Psycholoog J. William Worden biedt een raamwerk van vier taken die ons helpen te begrijpen hoe mensen door rouw reizen. Genezing vindt geleidelijk plaats naarmate rouwenden deze taken aanpakken, in geen specifieke volgorde, waarbij ze in de loop van de tijd heen en weer gaan van de een naar de ander.
Taak 1: De realiteit van het verlies accepteren
Hoewel u intellectueel weet dat de persoon is overleden, kunt u een gevoel van ongeloof ervaren. De realiteit van de dood integreren betekent “het in u opnemen” met uw hele wezen.
De realiteit kan zich bijvoorbeeld onmiddellijk na het overlijden aandienen, wanneer u het mortuarium moet bellen, de herdenking moet bijwonen of de as moet gaan ophalen.
Weken, maanden of jaren later, wanneer zich een gelegenheid voordoet waar zij deel van zouden hebben uitgemaakt, raakt de realiteit u opnieuw als u zich realiseert dat uw dierbare is overleden en zij er niet zijn om deze momenten met u te delen.
Taak 2: De pijn van verdriet verwerken
Rouw wordt emotioneel, cognitief, lichamelijk en spiritueel ervaren.

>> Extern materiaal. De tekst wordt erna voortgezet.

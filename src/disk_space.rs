//! Disk space checking for snapshot writes
//!
//! A destructive phase must never start without a durable snapshot, so the
//! snapshot write is checked against free space up front instead of failing
//! halfway through a copy.

use anyhow::{Context, Result};
use std::path::Path;

#[derive(Debug, Clone)]
pub struct DiskSpace {
    pub total_bytes: u64,
    pub available_bytes: u64,
}

impl DiskSpace {
    pub fn bytes_to_human(bytes: u64) -> String {
        const KB: u64 = 1024;
        const MB: u64 = 1024 * KB;
        const GB: u64 = 1024 * MB;

        if bytes >= GB {
            format!("{:.1} GB", bytes as f64 / GB as f64)
        } else if bytes >= MB {
            format!("{:.1} MB", bytes as f64 / MB as f64)
        } else if bytes >= KB {
            format!("{:.1} KB", bytes as f64 / KB as f64)
        } else {
            format!("{bytes} B")
        }
    }

    pub fn available_human(&self) -> String {
        Self::bytes_to_human(self.available_bytes)
    }
}

#[cfg(unix)]
pub fn get_disk_space(path: &Path) -> Result<DiskSpace> {
    use std::ffi::CString;
    use std::os::unix::ffi::OsStrExt;

    let c_path =
        CString::new(path.as_os_str().as_bytes()).context("Failed to convert path to CString")?;

    // Safety: statvfs is a plain C struct of integers, so a zeroed value is
    // a valid initializer, and the call only writes through the reference.
    let mut stat: libc::statvfs = unsafe { std::mem::zeroed() };
    unsafe {
        if libc::statvfs(c_path.as_ptr(), &mut stat) != 0 {
            return Err(anyhow::anyhow!(
                "Failed to get disk space for '{}': {}",
                path.display(),
                std::io::Error::last_os_error()
            ));
        }
    }

    let frsize = stat.f_frsize;
    Ok(DiskSpace {
        total_bytes: stat.f_blocks * frsize,
        available_bytes: stat.f_bavail * frsize,
    })
}

#[cfg(not(unix))]
pub fn get_disk_space(_path: &Path) -> Result<DiskSpace> {
    Err(anyhow::anyhow!(
        "Disk space checking is only implemented on Unix platforms"
    ))
}

/// Fail if writing `required_bytes` under `snapshot_dir` would consume more
/// than `max_percent` of the free space there.
pub fn check_space_for_snapshot(
    snapshot_dir: &Path,
    required_bytes: u64,
    max_percent: f64,
) -> Result<()> {
    let space = get_disk_space(snapshot_dir).context("Failed to check disk space")?;

    let percent_of_free = if space.available_bytes > 0 {
        (required_bytes as f64 / space.available_bytes as f64) * 100.0
    } else {
        100.0
    };

    if percent_of_free > max_percent {
        return Err(anyhow::anyhow!(
            "Insufficient disk space for snapshot\n\
             snapshot directory: {}\n\
             available: {}\n\
             required: {} ({:.1}% of free space, maximum {:.1}%)\n\
             \n\
             Remove old snapshots (carvex backup prune --keep=5) or point\n\
             --backup-dir at a partition with more room.",
            snapshot_dir.display(),
            space.available_human(),
            DiskSpace::bytes_to_human(required_bytes),
            percent_of_free,
            max_percent
        ));
    }

    Ok(())
}
mod backup_manager;
mod cli;
mod config;
mod disk_space;
mod document;
mod error;
mod extractor;
mod logger;
mod orchestrator;
mod plan;
mod preamble;
mod region;
mod remover;
mod report;
mod rewriter;
mod snapshot_diff;

use anyhow::Result;
use backup_manager::BackupManager;
use cli::{Args, parse_args};
use orchestrator::{Orchestrator, RunOptions};
use plan::RunPlan;
use report::ReportFormatter;
use std::path::{Path, PathBuf};

fn main() -> Result<()> {
    let args = parse_args()?;
    let config = config::load_config()?;
    logger::init_logging(config.log.enabled)?;

    match args {
        Args::Run {
            plan,
            dry_run,
            backup_dir,
        } => {
            let backup_dir = backup_dir.or(config.backup.backup_dir.clone());
            run_plan(Path::new(&plan), dry_run, backup_dir)?;
        }
        Args::Rollback { id } => {
            rollback(&config, id)?;
        }
        Args::History | Args::BackupList => {
            show_history(&config)?;
        }
        Args::Status => {
            show_status(&config)?;
        }
        Args::Diff { id } => {
            show_diff(&config, &id)?;
        }
        Args::BackupShow { id } => {
            show_snapshot(&config, &id)?;
        }
        Args::BackupRestore { id } => {
            rollback(&config, Some(id))?;
        }
        Args::BackupRemove { id } => {
            backup_manager_for(&config)?.remove(&id)?;
            println!("Removed snapshot {id}");
        }
        Args::BackupPrune { keep, keep_days } => {
            prune(&config, keep, keep_days)?;
        }
        Args::Config { show } => {
            show_config(show)?;
        }
    }

    Ok(())
}

fn backup_manager_for(config: &config::Config) -> Result<BackupManager> {
    match &config.backup.backup_dir {
        Some(dir) => BackupManager::with_directory(dir.clone()),
        None => BackupManager::new(),
    }
}

fn run_plan(plan_path: &Path, dry_run: bool, backup_dir: Option<String>) -> Result<()> {
    let plan = RunPlan::load(plan_path)?;

    let options = RunOptions {
        dry_run,
        backup_dir: backup_dir.map(PathBuf::from),
    };

    let mut orchestrator = Orchestrator::new(plan, options);
    let report = orchestrator.run()?;

    print!("{}", ReportFormatter::format_run_report(&report));

    if let Some(snapshot) = &report.snapshot {
        println!("\nRollback with: carvex rollback {}", snapshot.id);
    }

    Ok(())
}

fn rollback(config: &config::Config, id: Option<String>) -> Result<()> {
    let manager = backup_manager_for(config)?;

    let snapshot_id = match id {
        Some(id) => id,
        None => match manager.latest_id()? {
            Some(id) => {
                println!("Rolling back last run: {id}\n");
                id
            }
            None => {
                anyhow::bail!("No snapshots found to roll back");
            }
        },
    };

    let restored = manager.restore(&snapshot_id)?;
    println!("Restored: {}", restored.display());

    Ok(())
}

fn show_history(config: &config::Config) -> Result<()> {
    let manager = backup_manager_for(config)?;
    let snapshots = manager.list()?;

    print!("{}", ReportFormatter::format_history(&snapshots));
    Ok(())
}

fn show_status(config: &config::Config) -> Result<()> {
    let manager = backup_manager_for(config)?;
    let snapshots = manager.list()?;

    println!("Snapshot directory: {}", manager.backups_dir().display());
    println!("Total snapshots: {}\n", snapshots.len());

    if let Some(last) = snapshots.last() {
        println!("Last run:");
        println!("  ID: {}", last.id);
        println!("  Label: {}", last.label);
        println!("  Time: {}", last.timestamp.format("%Y-%m-%d %H:%M:%S"));
        println!("  File: {}", last.original_path.display());
    }

    Ok(())
}

fn show_snapshot(config: &config::Config, id: &str) -> Result<()> {
    let manager = backup_manager_for(config)?;
    let metadata = manager.find(id)?;

    println!("ID: {}", metadata.id);
    println!("Label: {}", metadata.label);
    println!("Time: {}", metadata.timestamp.format("%Y-%m-%d %H:%M:%S"));
    println!("Original: {}", metadata.original_path.display());
    println!("Copy: {}", metadata.backup_path.display());

    Ok(())
}

fn show_diff(config: &config::Config, id: &str) -> Result<()> {
    let manager = backup_manager_for(config)?;
    let metadata = manager.find(id)?;

    print!("{}", snapshot_diff::render_snapshot_diff(&metadata)?);
    Ok(())
}

fn prune(config: &config::Config, keep: Option<usize>, keep_days: Option<i64>) -> Result<()> {
    let manager = backup_manager_for(config)?;

    let removed = match (keep, keep_days) {
        (Some(n), _) => manager.prune(n)?,
        (None, Some(days)) => manager.prune_older_than(days)?,
        (None, None) => anyhow::bail!("Specify --keep=N or --keep-days=N"),
    };

    println!("Removed {removed} snapshot(s)");
    Ok(())
}

fn show_config(show: bool) -> Result<()> {
    let config_path = config::config_file_path()?;

    if !config_path.exists() {
        config::save_default_config()?;
        println!("Created default config: {}", config_path.display());
    }

    if show {
        print!("{}", std::fs::read_to_string(&config_path)?);
    } else {
        println!("Config file: {}", config_path.display());
    }

    Ok(())
}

Mensen kunnen u vertellen: “Kom er overheen; ga verder; wees sterk.” Daarentegen is een van de doelen van rouwondersteuningsgroepen om de veilige expressie van alle natuurlijke rouwreacties aan te moedigen en te vergemakkelijken.
Taak 3: Zich aanpassen aan een wereld zonder de overledene
Externe aanpassingen omvatten het nemen van verantwoordelijkheden en het leren van nieuwe vaardigheden.
Interne aanpassingen worden gemaakt wanneer u zich aanpast aan uw nieuwe identiteit.
Spirituele aanpassingen vinden plaats wanneer u worstelt met vragen over uw geloofssysteem en het doel en de betekenis van het leven.
Taak 4: Een blijvende band vinden met de overledene temidden van het begin van een nieuw leven
Geleidelijk creëert u een evenwicht tussen het gedenken van de persoon die is overleden en het leiden van een vol en zinvol leven.
(Gebaseerd op Worden, J. W. (2009). Rouwbegeleiding en rouwtherapie: A Handbook for the Mental Health Practitioner, Fourth Edition, Springer, N.Y.)